## [Task directions]
Scan the entries below for the word "PostgreSQL" and copy every line where it turns up.

(Stored data)
//! Persistence smoke test.
//!
//! Strictly sequential: validate, start the backing services, wait, probe,
//! write one relational record and one cache key, restart, wait, re-read and
//! compare. The first failing step ends the run; nothing is retried.

use crate::core::config::{BoardstackConfig, Project};
use crate::core::env::EnvContext;
use crate::core::error;
use crate::core::store::Store;
use crate::core::time;
use crate::plugins::board::{self, BoardStore, NewUser};
use crate::plugins::cache::LocalCache;
use crate::plugins::compose::{self, ComposeRunner, PostgresLogin, StackAction};
use clap::{Parser, ValueEnum};
use colored::Colorize;
use serde::{Deserialize, Serialize};
use serde_json::json;
use sha2::{Digest, Sha256};
use std::time::Duration;

/// Password of the marker user; it never logs in.
const MARKER_PASSWORD: &str = "persist";

#[derive(Debug, Clone, Deserialize, Serialize, PartialEq, Eq)]
pub struct SmokeSettings {
    /// Services started and probed before any write.
    #[serde(default = "default_services")]
    pub services: Vec<String>,
    /// Services restarted between write and re-read.
    #[serde(default = "default_restart")]
    pub restart: Vec<String>,
    #[serde(default = "default_settle")]
    pub settle_seconds: u64,
    #[serde(default = "default_settle")]
    pub restart_settle_seconds: u64,
    #[serde(default = "default_record_email")]
    pub record_email: String,
    #[serde(default = "default_cache_key")]
    pub cache_key: String,
    #[serde(default = "default_database_service")]
    pub database_service: String,
    #[serde(default = "default_cache_service")]
    pub cache_service: String,
}

fn default_services() -> Vec<String> {
    vec!["postgres".into(), "redis".into(), "qdrant".into()]
}

fn default_restart() -> Vec<String> {
    vec!["postgres".into(), "redis".into()]
}

fn default_settle() -> u64 {
    10
}

fn default_record_email() -> String {
    "persist@test.com".to_string()
}

fn default_cache_key() -> String {
    "boardstack:smoke".to_string()
}

fn default_database_service() -> String {
    "postgres".to_string()
}

fn default_cache_service() -> String {
    "redis".to_string()
}

impl Default for SmokeSettings {
    fn default() -> Self {
        Self {
            services: default_services(),
            restart: default_restart(),
            settle_seconds: default_settle(),
            restart_settle_seconds: default_settle(),
            record_email: default_record_email(),
            cache_key: default_cache_key(),
            database_service: default_database_service(),
            cache_service: default_cache_service(),
        }
    }
}

/// What the smoke procedure needs from an environment. Services are named as
/// in the descriptor; targets decide what each name maps to.
pub trait SmokeTarget {
    fn name(&self) -> &str;

    /// Checks configuration before anything starts.
    fn validate(&mut self) -> Result<String, error::BoardstackError>;

    fn start(&mut self, services: &[String]) -> Result<String, error::BoardstackError>;

    /// Probes one service through its native client.
    fn probe(&mut self, service: &str) -> Result<String, error::BoardstackError>;

    /// Inserts the marker user unless it already exists.
    fn write_record(&mut self, email: &str) -> Result<(), error::BoardstackError>;

    /// `id|email|username` of the marker user, if present.
    fn read_record(&mut self, email: &str) -> Result<Option<String>, error::BoardstackError>;

    fn count_records(&mut self, email: &str) -> Result<i64, error::BoardstackError>;

    fn cache_set(&mut self, key: &str, value: &str) -> Result<(), error::BoardstackError>;

    fn cache_get(&mut self, key: &str) -> Result<Option<String>, error::BoardstackError>;

    fn restart(&mut self, services: &[String]) -> Result<String, error::BoardstackError>;

    fn settle(&mut self, seconds: u64) {
        std::thread::sleep(Duration::from_secs(seconds));
    }
}

#[derive(Debug, Clone, Serialize, Deserialize, PartialEq, Eq)]
pub struct SmokeStep {
    pub step: String,
    pub status: String,
    pub detail: String,
}

#[derive(Debug, Clone, Serialize, Deserialize, PartialEq, Eq)]
pub struct SmokeReport {
    pub target: String,
    pub passed: bool,
    pub steps: Vec<SmokeStep>,
}

impl SmokeReport {
    pub fn failed_step(&self) -> Option<&SmokeStep> {
        self.steps.iter().find(|s| s.status != "ok")
    }
}

struct Recorder {
    steps: Vec<SmokeStep>,
}

impl Recorder {
    /// Records the outcome; returns false when the run must stop.
    fn record(&mut self, step: &str, result: Result<String, error::BoardstackError>) -> bool {
        let (status, detail, ok) = match result {
            Ok(detail) => ("ok", detail, true),
            Err(e) => ("failed", e.to_string(), false),
        };
        self.steps.push(SmokeStep {
            step: step.to_string(),
            status: status.to_string(),
            detail,
        });
        ok
    }
}

fn mismatch(what: &str, before: &str, after: &str) -> error::BoardstackError {
    error::BoardstackError::ValidationError(format!(
        "{} changed across restart: before={} after={}",
        what, before, after
    ))
}

pub fn run_smoke(target: &mut dyn SmokeTarget, settings: &SmokeSettings) -> SmokeReport {
    let mut rec = Recorder { steps: Vec::new() };
    let passed = run_steps(target, settings, &mut rec);
    SmokeReport {
        target: target.name().to_string(),
        passed,
        steps: rec.steps,
    }
}

fn run_steps(target: &mut dyn SmokeTarget, settings: &SmokeSettings, rec: &mut Recorder) -> bool {
    if !rec.record("validate", target.validate()) {
        return false;
    }
    if !rec.record("start", target.start(&settings.services)) {
        return false;
    }
    target.settle(settings.settle_seconds);
    rec.record("settle", Ok(format!("{}s", settings.settle_seconds)));

    for service in &settings.services {
        if !rec.record(&format!("probe:{}", service), target.probe(service)) {
            return false;
        }
    }

    let email = settings.record_email.as_str();
    let written = target.write_record(email).and_then(|_| {
        target.read_record(email)?.ok_or_else(|| {
            error::BoardstackError::NotFound(format!("user '{}' after insert", email))
        })
    });
    let record_before = match &written {
        Ok(fingerprint) => fingerprint.clone(),
        Err(_) => String::new(),
    };
    if !rec.record("write:record", written) {
        return false;
    }

    let cache_value = time::new_event_id();
    let cached = target
        .cache_set(&settings.cache_key, &cache_value)
        .map(|_| format!("{}={}", settings.cache_key, cache_value));
    if !rec.record("write:cache", cached) {
        return false;
    }

    if !rec.record("restart", target.restart(&settings.restart)) {
        return false;
    }
    target.settle(settings.restart_settle_seconds);
    rec.record("settle", Ok(format!("{}s", settings.restart_settle_seconds)));

    for service in &settings.restart {
        if !rec.record(&format!("probe:{}", service), target.probe(service)) {
            return false;
        }
    }

    let count = target.count_records(email).and_then(|n| {
        if n == 1 {
            Ok(format!("count(users where email='{}') = 1", email))
        } else {
            Err(error::BoardstackError::ValidationError(format!(
                "expected 1 user with email '{}', found {}",
                email, n
            )))
        }
    });
    if !rec.record("verify:count", count) {
        return false;
    }

    let record_after = target.read_record(email).and_then(|after| {
        let after = after.unwrap_or_default();
        if after == record_before {
            Ok(after)
        } else {
            Err(mismatch("record", &record_before, &after))
        }
    });
    if !rec.record("verify:record", record_after) {
        return false;
    }

    let cache_after = target.cache_get(&settings.cache_key).and_then(|after| {
        let after = after.unwrap_or_default();
        if after == cache_value {
            Ok(format!("{}={}", settings.cache_key, after))
        } else {
            Err(mismatch("cache value", &cache_value, &after))
        }
    });
    rec.record("verify:cache", cache_after)
}
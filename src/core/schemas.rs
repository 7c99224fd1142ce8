//! Centralized schema definitions for the board store.
//!
//! The relational model has two renderings:
//! 1. SQLite: the local store under `.boardstack/data/board.db` (used by the CLI,
//!    the local smoke target, seeding and backups).
//! 2. PostgreSQL: `init.sql`, mounted into the database container's
//!    `docker-entrypoint-initdb.d` and executed once on first start.
//!
//! Both carry six tables and seven named indexes. Updated-at maintenance is four
//! per-table triggers; PostgreSQL adds the shared trigger function.

pub const BOARD_DB_NAME: &str = "board.db";
pub const CACHE_DB_NAME: &str = "cache.db";
pub const BROKER_EVENTS_NAME: &str = "broker.events.jsonl";

/// Stored in `PRAGMA user_version` once the schema has been applied.
/// Version 2 dropped the `WHEN` guard on the `updated_at` triggers.
pub const BOARD_SCHEMA_VERSION: i64 = 2;

pub const TABLES: [&str; 6] = [
    "users",
    "boards",
    "lists",
    "cards",
    "board_members",
    "card_assignments",
];

pub const INDEXES: [&str; 7] = [
    "idx_users_email_active",
    "idx_boards_owner",
    "idx_lists_board_position",
    "idx_cards_list_position",
    "idx_cards_due_date",
    "idx_board_members_user",
    "idx_card_assignments_user",
];

/// Tables whose `updated_at` is maintained by a trigger.
pub const TOUCHED_TABLES: [&str; 4] = ["users", "boards", "lists", "cards"];

// --- SQLite ---

pub const BOARD_DB_SCHEMA_USERS: &str = "
    CREATE TABLE IF NOT EXISTS users (
        id TEXT PRIMARY KEY,
        email TEXT NOT NULL UNIQUE,
        username TEXT NOT NULL UNIQUE,
        full_name TEXT,
        hashed_password TEXT NOT NULL,
        is_active INTEGER NOT NULL DEFAULT 1,
        is_superuser INTEGER NOT NULL DEFAULT 0,
        created_at TEXT NOT NULL DEFAULT (strftime('%Y-%m-%dT%H:%M:%fZ', 'now')),
        updated_at TEXT NOT NULL DEFAULT (strftime('%Y-%m-%dT%H:%M:%fZ', 'now'))
    )
";

pub const BOARD_DB_SCHEMA_BOARDS: &str = "
    CREATE TABLE IF NOT EXISTS boards (
        id TEXT PRIMARY KEY,
        title TEXT NOT NULL,
        description TEXT,
        owner_id TEXT NOT NULL,
        is_public INTEGER NOT NULL DEFAULT 0,
        background_color TEXT NOT NULL DEFAULT '#0079bf',
        created_at TEXT NOT NULL DEFAULT (strftime('%Y-%m-%dT%H:%M:%fZ', 'now')),
        updated_at TEXT NOT NULL DEFAULT (strftime('%Y-%m-%dT%H:%M:%fZ', 'now')),
        FOREIGN KEY(owner_id) REFERENCES users(id) ON DELETE CASCADE
    )
";

pub const BOARD_DB_SCHEMA_LISTS: &str = "
    CREATE TABLE IF NOT EXISTS lists (
        id TEXT PRIMARY KEY,
        title TEXT NOT NULL,
        board_id TEXT NOT NULL,
        position INTEGER NOT NULL DEFAULT 0 CHECK(position >= 0),
        created_at TEXT NOT NULL DEFAULT (strftime('%Y-%m-%dT%H:%M:%fZ', 'now')),
        updated_at TEXT NOT NULL DEFAULT (strftime('%Y-%m-%dT%H:%M:%fZ', 'now')),
        FOREIGN KEY(board_id) REFERENCES boards(id) ON DELETE CASCADE
    )
";

pub const BOARD_DB_SCHEMA_CARDS: &str = "
    CREATE TABLE IF NOT EXISTS cards (
        id TEXT PRIMARY KEY,
        title TEXT NOT NULL,
        description TEXT,
        list_id TEXT NOT NULL,
        position INTEGER NOT NULL DEFAULT 0 CHECK(position >= 0),
        due_date TEXT,
        priority TEXT NOT NULL DEFAULT 'medium',
        labels TEXT NOT NULL DEFAULT '[]', -- JSON array of label strings
        created_at TEXT NOT NULL DEFAULT (strftime('%Y-%m-%dT%H:%M:%fZ', 'now')),
        updated_at TEXT NOT NULL DEFAULT (strftime('%Y-%m-%dT%H:%M:%fZ', 'now')),
        FOREIGN KEY(list_id) REFERENCES lists(id) ON DELETE CASCADE
    )
";

pub const BOARD_DB_SCHEMA_BOARD_MEMBERS: &str = "
    CREATE TABLE IF NOT EXISTS board_members (
        id TEXT PRIMARY KEY,
        board_id TEXT NOT NULL,
        user_id TEXT NOT NULL,
        role TEXT NOT NULL DEFAULT 'member', -- owner, admin, member, viewer
        joined_at TEXT NOT NULL DEFAULT (strftime('%Y-%m-%dT%H:%M:%fZ', 'now')),
        UNIQUE(board_id, user_id),
        FOREIGN KEY(board_id) REFERENCES boards(id) ON DELETE CASCADE,
        FOREIGN KEY(user_id) REFERENCES users(id) ON DELETE CASCADE
    )
";

pub const BOARD_DB_SCHEMA_CARD_ASSIGNMENTS: &str = "
    CREATE TABLE IF NOT EXISTS card_assignments (
        id TEXT PRIMARY KEY,
        card_id TEXT NOT NULL,
        user_id TEXT NOT NULL,
        assigned_at TEXT NOT NULL DEFAULT (strftime('%Y-%m-%dT%H:%M:%fZ', 'now')),
        UNIQUE(card_id, user_id),
        FOREIGN KEY(card_id) REFERENCES cards(id) ON DELETE CASCADE,
        FOREIGN KEY(user_id) REFERENCES users(id) ON DELETE CASCADE
    )
";

pub const BOARD_DB_SCHEMA_INDEXES: &str = "
    CREATE INDEX IF NOT EXISTS idx_users_email_active ON users(email, is_active);
    CREATE INDEX IF NOT EXISTS idx_boards_owner ON boards(owner_id);
    CREATE INDEX IF NOT EXISTS idx_lists_board_position ON lists(board_id, position);
    CREATE INDEX IF NOT EXISTS idx_cards_list_position ON cards(list_id, position);
    CREATE INDEX IF NOT EXISTS idx_cards_due_date ON cards(due_date);
    CREATE INDEX IF NOT EXISTS idx_board_members_user ON board_members(user_id);
    CREATE INDEX IF NOT EXISTS idx_card_assignments_user ON card_assignments(user_id);
";

/// Renders the SQLite `updated_at` trigger for one table, replacing any
/// earlier version of it.
///
/// Every update is stamped, including ones that write `updated_at`
/// themselves. The trigger's own write does not re-fire it while
/// `recursive_triggers` is off, which is the SQLite default.
pub fn sqlite_touch_trigger(table: &str) -> String {
    format!(
        "DROP TRIGGER IF EXISTS trg_{table}_updated_at;
CREATE TRIGGER trg_{table}_updated_at
    AFTER UPDATE ON {table}
    FOR EACH ROW
    BEGIN
        UPDATE {table} SET updated_at = strftime('%Y-%m-%dT%H:%M:%fZ', 'now') WHERE id = NEW.id;
    END;"
    )
}

/// Full SQLite schema in dependency order.
pub fn sqlite_schema() -> String {
    let mut sql = String::new();
    for ddl in [
        BOARD_DB_SCHEMA_USERS,
        BOARD_DB_SCHEMA_BOARDS,
        BOARD_DB_SCHEMA_LISTS,
        BOARD_DB_SCHEMA_CARDS,
        BOARD_DB_SCHEMA_BOARD_MEMBERS,
        BOARD_DB_SCHEMA_CARD_ASSIGNMENTS,
    ] {
        sql.push_str(ddl.trim_end());
        sql.push_str(";\n");
    }
    sql.push_str(BOARD_DB_SCHEMA_INDEXES);
    for table in TOUCHED_TABLES {
        sql.push_str(&sqlite_touch_trigger(table));
        sql.push('\n');
    }
    sql
}

// --- PostgreSQL ---

pub const POSTGRES_TOUCH_FUNCTION: &str = "update_updated_at_column";

pub const POSTGRES_INIT_SQL: &str = r#"-- Board schema, executed once by the postgres entrypoint on an empty data directory.

CREATE TABLE IF NOT EXISTS users (
    id VARCHAR(26) PRIMARY KEY,
    email VARCHAR(255) NOT NULL UNIQUE,
    username VARCHAR(100) NOT NULL UNIQUE,
    full_name VARCHAR(255),
    hashed_password VARCHAR(255) NOT NULL,
    is_active BOOLEAN NOT NULL DEFAULT TRUE,
    is_superuser BOOLEAN NOT NULL DEFAULT FALSE,
    created_at TIMESTAMPTZ NOT NULL DEFAULT NOW(),
    updated_at TIMESTAMPTZ NOT NULL DEFAULT NOW()
);

CREATE TABLE IF NOT EXISTS boards (
    id VARCHAR(26) PRIMARY KEY,
    title VARCHAR(255) NOT NULL,
    description TEXT,
    owner_id VARCHAR(26) NOT NULL REFERENCES users(id) ON DELETE CASCADE,
    is_public BOOLEAN NOT NULL DEFAULT FALSE,
    background_color VARCHAR(7) NOT NULL DEFAULT '#0079bf',
    created_at TIMESTAMPTZ NOT NULL DEFAULT NOW(),
    updated_at TIMESTAMPTZ NOT NULL DEFAULT NOW()
);

CREATE TABLE IF NOT EXISTS lists (
    id VARCHAR(26) PRIMARY KEY,
    title VARCHAR(255) NOT NULL,
    board_id VARCHAR(26) NOT NULL REFERENCES boards(id) ON DELETE CASCADE,
    position INTEGER NOT NULL DEFAULT 0 CHECK (position >= 0),
    created_at TIMESTAMPTZ NOT NULL DEFAULT NOW(),
    updated_at TIMESTAMPTZ NOT NULL DEFAULT NOW()
);

CREATE TABLE IF NOT EXISTS cards (
    id VARCHAR(26) PRIMARY KEY,
    title VARCHAR(500) NOT NULL,
    description TEXT,
    list_id VARCHAR(26) NOT NULL REFERENCES lists(id) ON DELETE CASCADE,
    position INTEGER NOT NULL DEFAULT 0 CHECK (position >= 0),
    due_date TIMESTAMPTZ,
    priority VARCHAR(20) NOT NULL DEFAULT 'medium',
    labels JSONB NOT NULL DEFAULT '[]'::jsonb,
    created_at TIMESTAMPTZ NOT NULL DEFAULT NOW(),
    updated_at TIMESTAMPTZ NOT NULL DEFAULT NOW()
);

CREATE TABLE IF NOT EXISTS board_members (
    id VARCHAR(26) PRIMARY KEY,
    board_id VARCHAR(26) NOT NULL REFERENCES boards(id) ON DELETE CASCADE,
    user_id VARCHAR(26) NOT NULL REFERENCES users(id) ON DELETE CASCADE,
    role VARCHAR(50) NOT NULL DEFAULT 'member',
    joined_at TIMESTAMPTZ NOT NULL DEFAULT NOW(),
    UNIQUE (board_id, user_id)
);

CREATE TABLE IF NOT EXISTS card_assignments (
    id VARCHAR(26) PRIMARY KEY,
    card_id VARCHAR(26) NOT NULL REFERENCES cards(id) ON DELETE CASCADE,
    user_id VARCHAR(26) NOT NULL REFERENCES users(id) ON DELETE CASCADE,
    assigned_at TIMESTAMPTZ NOT NULL DEFAULT NOW(),
    UNIQUE (card_id, user_id)
);

CREATE INDEX IF NOT EXISTS idx_users_email_active ON users(email, is_active);
CREATE INDEX IF NOT EXISTS idx_boards_owner ON boards(owner_id);
CREATE INDEX IF NOT EXISTS idx_lists_board_position ON lists(board_id, position);
CREATE INDEX IF NOT EXISTS idx_cards_list_position ON cards(list_id, position);
CREATE INDEX IF NOT EXISTS idx_cards_due_date ON cards(due_date);
CREATE INDEX IF NOT EXISTS idx_board_members_user ON board_members(user_id);
CREATE INDEX IF NOT EXISTS idx_card_assignments_user ON card_assignments(user_id);

CREATE OR REPLACE FUNCTION update_updated_at_column()
RETURNS TRIGGER AS $$
BEGIN
    NEW.updated_at = NOW();
    RETURN NEW;
END;
$$ LANGUAGE plpgsql;

CREATE OR REPLACE TRIGGER trg_users_updated_at
    BEFORE UPDATE ON users
    FOR EACH ROW EXECUTE FUNCTION update_updated_at_column();

CREATE OR REPLACE TRIGGER trg_boards_updated_at
    BEFORE UPDATE ON boards
    FOR EACH ROW EXECUTE FUNCTION update_updated_at_column();

CREATE OR REPLACE TRIGGER trg_lists_updated_at
    BEFORE UPDATE ON lists
    FOR EACH ROW EXECUTE FUNCTION update_updated_at_column();

CREATE OR REPLACE TRIGGER trg_cards_updated_at
    BEFORE UPDATE ON cards
    FOR EACH ROW EXECUTE FUNCTION update_updated_at_column();
"#;

/// Names of every trigger object `init.sql` creates: the shared function plus
/// one trigger per touched table.
pub fn postgres_trigger_objects() -> Vec<String> {
    let mut out = vec![POSTGRES_TOUCH_FUNCTION.to_string()];
    out.extend(TOUCHED_TABLES.iter().map(|t| format!("trg_{}_updated_at", t)));
    out
}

## [Answer]
//! 2. PostgreSQL: `init.sql`, mounted into the database container's
//! per-table triggers; PostgreSQL adds the shared trigger function.
// --- PostgreSQL ---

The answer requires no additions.